When I removed the evaluation dataset in the TrainingArguments, it works fine! But if I added it back like the following, it ran out of memory after finishing 10th step of training (because it was going to do evaluation).
import os
os.environ["CUDA_VISIBLE_DEVICES"]="0"
import torch
import torch.nn as nn
import bitsandbytes as bnb
from transformers import AutoTokenizer, AutoConfig, AutoModelForCausalLM
model = AutoModelForCausalLM.from_pretrained(
'bigscience/bloom-1b1',
load_in_8bit=True,
device_map='auto',
)
tokenizer = AutoTokenizer.from_pretrained('bigscience/bloom-1b1')
from peft import LoraConfig, get_peft_model
config = LoraConfig(
r= 8, #attention heads
lora_alpha=32, #alpha scaling
target_modules=["query_key_value"],
lora_dropout=0.05,
bias="none",
task_type="CAUSAL_LM" # set this for CLM or Seq2Seq
)
model = get_peft_model(model, config)
import transformers
trainer = transformers.Trainer(
model=model,
train_dataset=tokenized_datasets['train'],
eval_dataset=tokenized_datasets["validation"],
args=transformers.TrainingArguments(
per_device_train_batch_size=1,
gradient_accumulation_steps=4,
warmup_steps=2,
max_steps=60,
learning_rate=2e-4,
evaluation_strategy = 'steps',
eval_accumulation_steps = 1,
eval_steps = 10,
seed = 42,
report_to="wandb",
fp16=True,
logging_steps=1,
output_dir='outputs'
),
data_collator=transformers.DataCollatorForSeq2Seq(tokenizer, pad_to_multiple_of=8, return_tensors="pt", padding=True)
# data_collator=transformers.DataCollatorForLanguageModeling(tokenizer, mlm=False)
)
model.config.use_cache = False # silence the warnings.

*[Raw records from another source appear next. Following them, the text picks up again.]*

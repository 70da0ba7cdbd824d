use async_trait::async_trait;
use sqlx::postgres::PgPoolOptions;
use sqlx::PgPool;
use std::time::Duration;
use tracing::{info, instrument};

use super::{ProfileStore, StoreError};
use crate::config::DatabaseConfig;
use crate::constants::store::{PLATFORM_LABEL, STATUS_CREATED};
use crate::config::loader::redact_url_password;
use crate::models::{ProfileId, ProfileRecord};

const INSERT_PROFILE: &str = r#"
INSERT INTO profiles (
    id, platform, username, email, status_id, profile_url, created_at,
    avatar_url, cover_url, password_hash, salt, first_name, last_name
)
VALUES ($1, $2, $3, $4, $5, $6, NOW(), $7, $8, $9, $10, $11, $12)
"#;

/// Postgres-backed store. Connections are checked out per save and returned
/// to the pool when the query future completes or is dropped.
#[derive(Debug, Clone)]
pub struct PgProfileStore {
    pool: PgPool,
}

impl PgProfileStore {
    /// Connect using the configured pool settings, applying migrations when enabled
    pub async fn connect(config: &DatabaseConfig) -> Result<Self, StoreError> {
        info!(
            database = %redact_url_password(&config.url),
            max_connections = config.max_connections,
            "📊 STORE: Connecting to Postgres"
        );

        let pool = PgPoolOptions::new()
            .max_connections(config.max_connections)
            .acquire_timeout(Duration::from_secs(config.acquire_timeout_seconds))
            .connect(&config.url)
            .await
            .map_err(|e| StoreError::Connection(e.to_string()))?;

        let store = Self { pool };
        if config.run_migrations {
            store.migrate().await?;
        }

        info!("✅ STORE: Postgres connection established");
        Ok(store)
    }

    pub fn from_pool(pool: PgPool) -> Self {
        Self { pool }
    }

    pub fn pool(&self) -> &PgPool {
        &self.pool
    }

    pub async fn migrate(&self) -> Result<(), StoreError> {
        sqlx::migrate!("./migrations")
            .run(&self.pool)
            .await
            .map_err(|e| StoreError::Query {
                operation: "migrate".to_string(),
                message: e.to_string(),
            })
    }

    pub async fn close(self) {
        self.pool.close().await;
    }
}

#[async_trait]
impl ProfileStore for PgProfileStore {
    #[instrument(skip(self, record), fields(email = %record.email()))]
    async fn save(&self, record: ProfileRecord) -> Result<ProfileId, StoreError> {
        let id = ProfileId::new_v4();

        sqlx::query(INSERT_PROFILE)
            .bind(id.0)
            .bind(PLATFORM_LABEL)
            .bind(record.username())
            .bind(record.email())
            .bind(STATUS_CREATED)
            .bind(record.profile_url())
            .bind(record.avatar_url())
            .bind(record.cover_url())
            .bind(record.password_hash().as_str())
            .bind(record.salt().as_str())
            .bind(record.first_name())
            .bind(record.last_name())
            .execute(&self.pool)
            .await
            .map_err(|e| classify(e, record.email()))?;

        Ok(id)
    }

    fn name(&self) -> &str {
        "postgres"
    }
}

fn classify(error: sqlx::Error, email: &str) -> StoreError {
    match error {
        sqlx::Error::Database(db_error) if db_error.is_unique_violation() => {
            StoreError::DuplicateEmail {
                email: email.to_string(),
            }
        }
        sqlx::Error::PoolTimedOut | sqlx::Error::PoolClosed => {
            StoreError::Unavailable(error.to_string())
        }
        sqlx::Error::Io(_) | sqlx::Error::Tls(_) => StoreError::Connection(error.to_string()),
        other => StoreError::Query {
            operation: "insert_profile".to_string(),
            message: other.to_string(),
        },
    }
}
//! # Profile Store Capability
//!
//! Persists [`ProfileRecord`]s and assigns each one a [`ProfileId`] and a
//! creation timestamp. The store is the only state shared between tasks and
//! owns its own concurrency safety; callers add no locking around it.
//!
//! - [`memory`] - concurrent in-memory store
//! - [`postgres`] - `sqlx` Postgres store (feature `postgres`)

pub mod memory;
#[cfg(feature = "postgres")]
pub mod postgres;

use async_trait::async_trait;
use std::sync::Arc;
use thiserror::Error;

use crate::config::{ProvisionerConfig, StoreBackend};
#[cfg(not(feature = "postgres"))]
use crate::error::ProvisionerError;
use crate::models::{ProfileId, ProfileRecord};

pub use memory::InMemoryProfileStore;
#[cfg(feature = "postgres")]
pub use postgres::PgProfileStore;

#[derive(Debug, Clone, PartialEq, Eq, Error)]
pub enum StoreError {
    #[error("connection error: {0}")]
    Connection(String),

    #[error("query error: {operation}: {message}")]
    Query { operation: String, message: String },

    #[error("a profile with email {email} already exists")]
    DuplicateEmail { email: String },

    #[error("store unavailable: {0}")]
    Unavailable(String),
}

impl StoreError {
    /// Text recorded in `TaskOutcome::StoreFailed`
    pub fn reason(&self) -> String {
        self.to_string()
    }
}

#[async_trait]
pub trait ProfileStore: Send + Sync {
    /// Persist `record`; ownership moves into the store.
    async fn save(&self, record: ProfileRecord) -> Result<ProfileId, StoreError>;

    /// Store name for logs
    fn name(&self) -> &str;
}

/// Build the store selected by `store.backend`, connecting when it is Postgres
pub async fn from_config(config: &ProvisionerConfig) -> crate::Result<Arc<dyn ProfileStore>> {
    match config.store.backend {
        StoreBackend::Memory => Ok(Arc::new(InMemoryProfileStore::new())),
        #[cfg(feature = "postgres")]
        StoreBackend::Postgres => {
            let store = PgProfileStore::connect(&config.database).await?;
            Ok(Arc::new(store))
        }
        #[cfg(not(feature = "postgres"))]
        StoreBackend::Postgres => Err(ProvisionerError::Configuration(
            "store.backend = postgres requires the `postgres` feature".to_string(),
        )),
    }
}
//! # System Constants
//!
//! Event names, outcome labels and credential-generation parameters shared by
//! the orchestrator, the provisioning task and the event sinks.

/// Observation events emitted once per state transition
pub mod events {
    // Run lifecycle events
    pub const RUN_STARTED: &str = "run-started";
    pub const RUN_TERMINATED: &str = "run-terminated";
    pub const RUN_FORCED_SHUTDOWN: &str = "run-forced-shutdown";
    pub const RUN_INTERRUPTED: &str = "run-interrupted";

    // Task terminal events
    pub const TASK_SUCCEEDED: &str = "task-succeeded";
    pub const TASK_AUTOMATION_FAILED: &str = "task-automation-failed";
    pub const TASK_STORE_FAILED: &str = "task-store-failed";
}

/// Reasons recorded in `TaskOutcome::AutomationFailed` by the orchestrator itself
pub mod reasons {
    /// Task was still running when the pool was force-cancelled
    pub const FORCED_SHUTDOWN: &str = "forced-shutdown";
    /// Prefix for tasks whose worker panicked
    pub const TASK_PANICKED: &str = "task panicked";
}

/// Password alphabet and generation parameters
pub mod credentials {
    pub const UPPERCASE: &[u8] = b"ABCDEFGHIJKLMNOPQRSTUVWXYZ";
    pub const LOWERCASE: &[u8] = b"abcdefghijklmnopqrstuvwxyz";
    pub const DIGITS: &[u8] = b"0123456789";
    pub const SYMBOLS: &[u8] = b"!@#$%^&*";

    /// Symbols accepted by `is_valid_password`; wider than the generated set
    pub const ACCEPTED_SYMBOLS: &str = "!@#$%^&*()_+-=[]{};':\"\\|,.<>/?";

    /// Length of passwords produced by `generate_secure_password`
    pub const GENERATED_PASSWORD_LENGTH: usize = 12;
    /// Minimum length accepted by `is_valid_password`
    pub const MIN_PASSWORD_LENGTH: usize = 8;
    /// Raw salt size before text encoding
    pub const SALT_BYTES: usize = 16;
}

/// Pool sizing limits enforced by `PoolConfig::validate`
pub mod pool {
    /// Upper bound for either timeout: 30 days
    pub const MAX_TIMEOUT_SECONDS: u64 = 30 * 24 * 60 * 60;
}

/// Values written alongside each persisted profile
pub mod store {
    pub const PLATFORM_LABEL: &str = "synthetic";
    /// `status_id` for a freshly created profile
    pub const STATUS_CREATED: i32 = 1;
}

/// Environment variables consulted at startup
pub mod env {
    pub const ENVIRONMENT: &str = "PROVISIONER_ENV";
    pub const ENVIRONMENT_FALLBACK: &str = "APP_ENV";
    pub const CONFIG_PREFIX: &str = "PROVISIONER";
    pub const CONFIG_SEPARATOR: &str = "__";
    pub const DEFAULT_ENVIRONMENT: &str = "development";
}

Please re-enable for inference!
trainer.train()
error:
OutOfMemoryError Traceback (most recent call last) in <cell line: 26>() 24 ) 25 model.config.use_cache = False # silence the warnings. Please re-enable for inference! ---> 26 trainer.train() 27 28 wandb.finish()
17 frames /usr/local/lib/python3.10/dist-packages/torch/nn/functional.py in cross_entropy(input, target, weight, size_average, ignore_index, reduce, reduction, label_smoothing) 3027 if size_average is not None or reduce is not None: 3028 reduction = _Reduction.legacy_get_string(size_average, reduce) -> 3029 return torch._C._nn.cross_entropy_loss(input, target, weight, _Reduction.get_enum(reduction), ignore_index, label_smoothing) 3030 3031
OutOfMemoryError: CUDA out of memory. Tried to allocate 5.56 GiB (GPU 0; 14.75 GiB total capacity; 12.58 GiB already allocated; 840.81 MiB free; 12.86 GiB reserved in total by PyTorch) If reserved memory is >> allocated memory try setting max_split_size_mb to avoid fragmentation. See documentation for Memory Management and PYTORCH_CUDA_ALLOC_CONF
Upvotes: 8
Views: 11488
Reputation: 122260
First, ensure that you have the latest accelerate>=0.21.0
installed.
pip install -U accelerate
Then, try using auto_find_batch_size
args=transformers.TrainingArguments(
auto_find_batch_size=True,
gradient_accumulation_steps=4,
warmup_steps=2,
max_steps=60,
learning_rate=2e-4,
evaluation_strategy = 'steps',
eval_accumulation_steps = 1,
eval_steps = 10,
seed = 42,
report_to="wandb",
fp16=True,
logging_steps=1,
output_dir='outputs'
)
Then, try manually setting the evaluation batch size:
args=transformers.TrainingArguments(
per_device_train_batch_size=1,
per_device_eval_batch_size=1,
gradient_accumulation_steps=4,
warmup_steps=2,
max_steps=60,
learning_rate=2e-4,
evaluation_strategy = 'steps',
eval_accumulation_steps = 1,
eval_steps = 10,
seed = 42,
report_to="wandb",
fp16=True,
logging_steps=1,
output_dir='outputs'
)
Then if all else is still failing try algorithmically reduce the memory footprint, e.g. https://huggingface.co/docs/transformers/perf_train_gpu_one
args=transformers.TrainingArguments(
auto_find_batch_size=True,
optim="adafactor", gradient_checkpointing=True,
gradient_accumulation_steps=4,
warmup_steps=2,
max_steps=60,
learning_rate=2e-4,
evaluation_strategy = 'steps',
eval_accumulation_steps = 1,
eval_steps = 10,
seed = 42,
report_to="wandb",
fp16=True,
logging_steps=1,
output_dir='outputs'
)
Note: If it's still not enough, try 8-bit optimizers, https://huggingface.co/docs/transformers/perf_train_gpu_one#8bit-adam
Finally, if all else fails, consider using multiple GPUs, see https://huggingface.co/docs/transformers/perf_train_gpu_many
A: Because it's not a yet a feature coded, try contributing to the library =)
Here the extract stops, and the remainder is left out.